Extra 3

Es lebe das „dat“

An Rhein und Ruhr wird manchmal sehr seltsam gesprochen. Eine ganz besondere Bedeutung bekommt in diesem Zusammenhang das Wörtchen „dat“.

Es ist ein Weilchen her. Vor ein paar Jahren gab es eine Betriebsversammlung dieser Zeitung. Und der damalige Lokalsportchef aus Duisburg sprach den Satz: „Dat, dat, dat darf.“ Für diejenigen, die das nicht sofort verstehen, heißt das ungefähr: „Es kann doch nicht wahr sein, dass so etwas erlaubt ist.“ Um was es seinerzeit genau ging, ist längst Geschichte.

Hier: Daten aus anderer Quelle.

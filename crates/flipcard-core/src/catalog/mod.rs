//! Read-only view of the card index and per-card descriptors.

pub(crate) mod document;

use alloc::{string::String, vec::Vec};

use log::{info, warn};

use crate::{
    error::{DocumentKind, LoadError, RangeError},
    filter,
    storage::{self, DocumentStore},
};

use document::{CardDocument, IndexDocument};

/// One card as listed in the index. Order in [`Catalog`] is the global index.
#[derive(Clone, Debug, Eq, PartialEq)]
pub struct CardRecord {
    pub id: String,
    pub folder: String,
    pub category: String,
    pub title: String,
    pub thumbnail: String,
}

impl CardRecord {
    pub fn new(id: &str, folder: &str, category: &str) -> Self {
        Self {
            id: String::from(id),
            folder: String::from(folder),
            category: String::from(category),
            title: String::new(),
            thumbnail: String::new(),
        }
    }

}

/// Category as declared in the index, before counting.
#[derive(Clone, Debug, Eq, PartialEq)]
pub struct CategoryEntry {
    pub id: String,
    pub name: String,
}

/// Category with its derived card count.
#[derive(Clone, Copy, Debug, Eq, PartialEq)]
pub struct CategoryRecord<'a> {
    pub id: &'a str,
    pub name: &'a str,
    pub count: usize,
}

#[derive(Clone, Debug, Default, Eq, PartialEq)]
pub struct Catalog {
    cards: Vec<CardRecord>,
    categories: Vec<CategoryEntry>,
}

impl Catalog {
    /// Read and parse the index document.
    pub fn load<ST>(store: &mut ST) -> Result<Self, LoadError>
    where
        ST: DocumentStore,
    {
        let bytes = store.read(storage::INDEX_PATH).map_err(|err| {
            warn!("catalog: read {} failed: {:?}", storage::INDEX_PATH, err);
            LoadError::unreadable(DocumentKind::Index)
        })?;
        let catalog = Self::from_index_bytes(&bytes)?;
        info!(
            "catalog: loaded cards={} categories={} grid_pages={}",
            catalog.total(),
            catalog.categories.len(),
            filter::grid_page_count(&catalog.cards, None)
        );
        Ok(catalog)
    }

    pub fn from_index_bytes(bytes: &[u8]) -> Result<Self, LoadError> {
        let doc: IndexDocument = serde_json::from_slice(bytes)
            .map_err(|err| LoadError::malformed(DocumentKind::Index, err))?;

        if doc.metadata.total_cards as usize != doc.cards.len() {
            warn!(
                "catalog: metadata.total_cards={} but {} cards listed; using card list",
                doc.metadata.total_cards,
                doc.cards.len()
            );
        }

        let mut cards = Vec::with_capacity(doc.cards.len());
        for entry in doc.cards {
            if entry.id.is_empty() || entry.folder.is_empty() {
                return Err(LoadError::invalid(
                    DocumentKind::Index,
                    "card id and folder must be non-empty",
                ));
            }
            cards.push(CardRecord {
                id: entry.id,
                folder: entry.folder,
                category: entry.category,
                title: entry.title,
                thumbnail: entry.thumbnail,
            });
        }

        let categories = doc
            .categories
            .into_iter()
            .map(|(id, category)| {
                let name = category.name.unwrap_or_else(|| id.clone());
                CategoryEntry { id, name }
            })
            .collect();

        Ok(Self { cards, categories })
    }

    pub fn total(&self) -> usize {
        self.cards.len()
    }

    pub fn cards(&self) -> &[CardRecord] {
        &self.cards
    }

    pub fn card(&self, index: usize) -> Result<&CardRecord, RangeError> {
        self.cards.get(index).ok_or(RangeError {
            index,
            total: self.cards.len(),
        })
    }

    /// Card at `index`, or the first card when `index` is out of range.
    pub fn card_or_first(&self, index: usize) -> Option<&CardRecord> {
        match self.card(index) {
            Ok(card) => Some(card),
            Err(err) => {
                warn!("catalog: {}; falling back to first card", err);
                self.cards.first()
            }
        }
    }

    /// Number of categories declared in the index.
    pub fn category_count(&self) -> usize {
        self.categories.len()
    }

    pub fn category_name(&self, id: &str) -> Option<&str> {
        self.categories
            .iter()
            .find(|category| category.id == id)
            .map(|category| category.name.as_str())
    }

    /// Declared categories in index order, with counts derived now.
    pub fn categories(&self) -> Vec<CategoryRecord<'_>> {
        self.categories
            .iter()
            .map(|category| CategoryRecord {
                id: category.id.as_str(),
                name: category.name.as_str(),
                count: filter::filtered_count(&self.cards, Some(category.id.as_str())),
            })
            .collect()
    }
}

/// Per-language images of a card.
#[derive(Clone, Debug, Default, Eq, PartialEq)]
pub struct LanguageFace {
    pub big_file: String,
    pub small_file: String,
}

/// Contents of a card's own descriptor, loaded when the card is shown.
#[derive(Clone, Debug, Default, Eq, PartialEq)]
pub struct CardDetail {
    pub title: String,
    pub main_image: String,
    faces: Vec<(String, LanguageFace)>,
}

impl CardDetail {
    pub fn load<ST>(store: &mut ST, card: &CardRecord) -> Result<Self, LoadError>
    where
        ST: DocumentStore,
    {
        let path = storage::card_path(&card.folder);
        let bytes = store.read(&path).map_err(|err| {
            warn!("catalog: read {} failed: {:?}", path, err);
            LoadError::unreadable(DocumentKind::Card)
        })?;
        Self::from_bytes(&bytes)
    }

    pub fn from_bytes(bytes: &[u8]) -> Result<Self, LoadError> {
        let doc: CardDocument = serde_json::from_slice(bytes)
            .map_err(|err| LoadError::malformed(DocumentKind::Card, err))?;
        let faces = doc
            .languages
            .into_iter()
            .map(|(key, face)| {
                (
                    key,
                    LanguageFace {
                        big_file: face.big_file,
                        small_file: face.small_file,
                    },
                )
            })
            .collect();

        Ok(Self {
            title: doc.title,
            main_image: doc.main_image,
            faces,
        })
    }

    pub fn face(&self, language: &str) -> Option<&LanguageFace> {
        self.faces
            .iter()
            .find(|(key, _)| key == language)
            .map(|(_, face)| face)
    }
}
//! Translation between global card indices and category-filtered indices.
//!
//! Every call rescans the card slice. Catalogs hold a few hundred cards at
//! most, and a scan always reflects the catalog currently loaded.

use heapless::Vec as HeaplessVec;

use crate::catalog::CardRecord;

/// Thumbnails per grid page (3 rows of 5 on the landscape panel).
pub const GRID_PAGE_SIZE: usize = 15;

/// Global indices shown on one grid page, in slot order.
pub type PageSlots = HeaplessVec<usize, GRID_PAGE_SIZE>;

fn matches(card: &CardRecord, category: Option<&str>) -> bool {
    category.is_none_or(|category| card.category == category)
}

fn filtered<'a>(
    cards: &'a [CardRecord],
    category: Option<&'a str>,
) -> impl Iterator<Item = usize> + 'a {
    cards
        .iter()
        .enumerate()
        .filter(move |(_, card)| matches(card, category))
        .map(|(index, _)| index)
}

/// Number of cards in `category`, or all cards when there is no filter.
pub fn filtered_count(cards: &[CardRecord], category: Option<&str>) -> usize {
    match category {
        None => cards.len(),
        Some(_) => cards.iter().filter(|card| matches(card, category)).count(),
    }
}

/// Global index of the `filtered_index`-th card of `category`.
pub fn global_index_of_filtered(
    cards: &[CardRecord],
    category: Option<&str>,
    filtered_index: usize,
) -> Option<usize> {
    filtered(cards, category).nth(filtered_index)
}

/// Position of the card at `global_index` within `category`.
///
/// `None` when the index is out of range or the card is not in the category.
pub fn filtered_index_of_global(
    cards: &[CardRecord],
    category: Option<&str>,
    global_index: usize,
) -> Option<usize> {
    let card = cards.get(global_index)?;
    if !matches(card, category) {
        return None;
    }
    filtered(cards, category).position(|index| index == global_index)
}

/// Pages needed to show `len` entries `page_size` at a time; never zero.
pub const fn page_count(len: usize, page_size: usize) -> usize {
    let pages = len.div_ceil(page_size);
    if pages == 0 { 1 } else { pages }
}

/// `max(1, ceil(filtered_count / GRID_PAGE_SIZE))`.
pub fn grid_page_count(cards: &[CardRecord], category: Option<&str>) -> usize {
    page_count(filtered_count(cards, category), GRID_PAGE_SIZE)
}

/// Global indices of the cards on grid page `page`; shorter than a full
/// page on the last page and empty past the end.
pub fn page_slots(cards: &[CardRecord], category: Option<&str>, page: usize) -> PageSlots {
    let mut slots = PageSlots::new();
    let start = page.saturating_mul(GRID_PAGE_SIZE);
    for index in filtered(cards, category).skip(start).take(GRID_PAGE_SIZE) {
        // take() bounds this to the slot capacity
        let _ = slots.push(index);
    }
    slots
}

/// Step `filtered_index` by one within `count` items, wrapping at both ends.
pub const fn wrap_step(filtered_index: usize, count: usize, forward: bool) -> usize {
    if count == 0 {
        return 0;
    }
    if forward {
        (filtered_index + 1) % count
    } else if filtered_index == 0 {
        count - 1
    } else {
        (filtered_index - 1) % count
    }
}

Warum wir trotzdem an diese Begebenheit erinnern? Nun, am Mittwoch fiel in Mülheim ein Satz, der ganz ähnlich formuliert war. Es war in der Praxis eines Orthopäden. Eine Patientin stand vor dem Rezeptionstisch und gab einer Sprechstundenhilfe einen Zettel in die Hand. Die Sprechstundenhilfe guckte auf den Zettel, legte die Stirn in Falten und murmelte: „Dat, dat, dat Datum is“, ne, dat hätte sie nicht gedacht.

Es lebe dat „dat“. Drei hinter- einander, vier hintereinander – geht da noch mehr? Geht da noch wat? Wir finden jedenfalls, dat dat dat hat wat. Auf Hochdeutsch: Wir finden, dass das das was hat. Und Sie, lieber Leser? Sie denken jetzt vielleicht: „Mein lieber Herr Kokoschinski, getz bin ich richtig meschugge im Kopp von dat ganze Gelaber. Hör mit dat dat auf und erzählt nich so nen Kokolores.“ Okay, dat machen wir. Getz.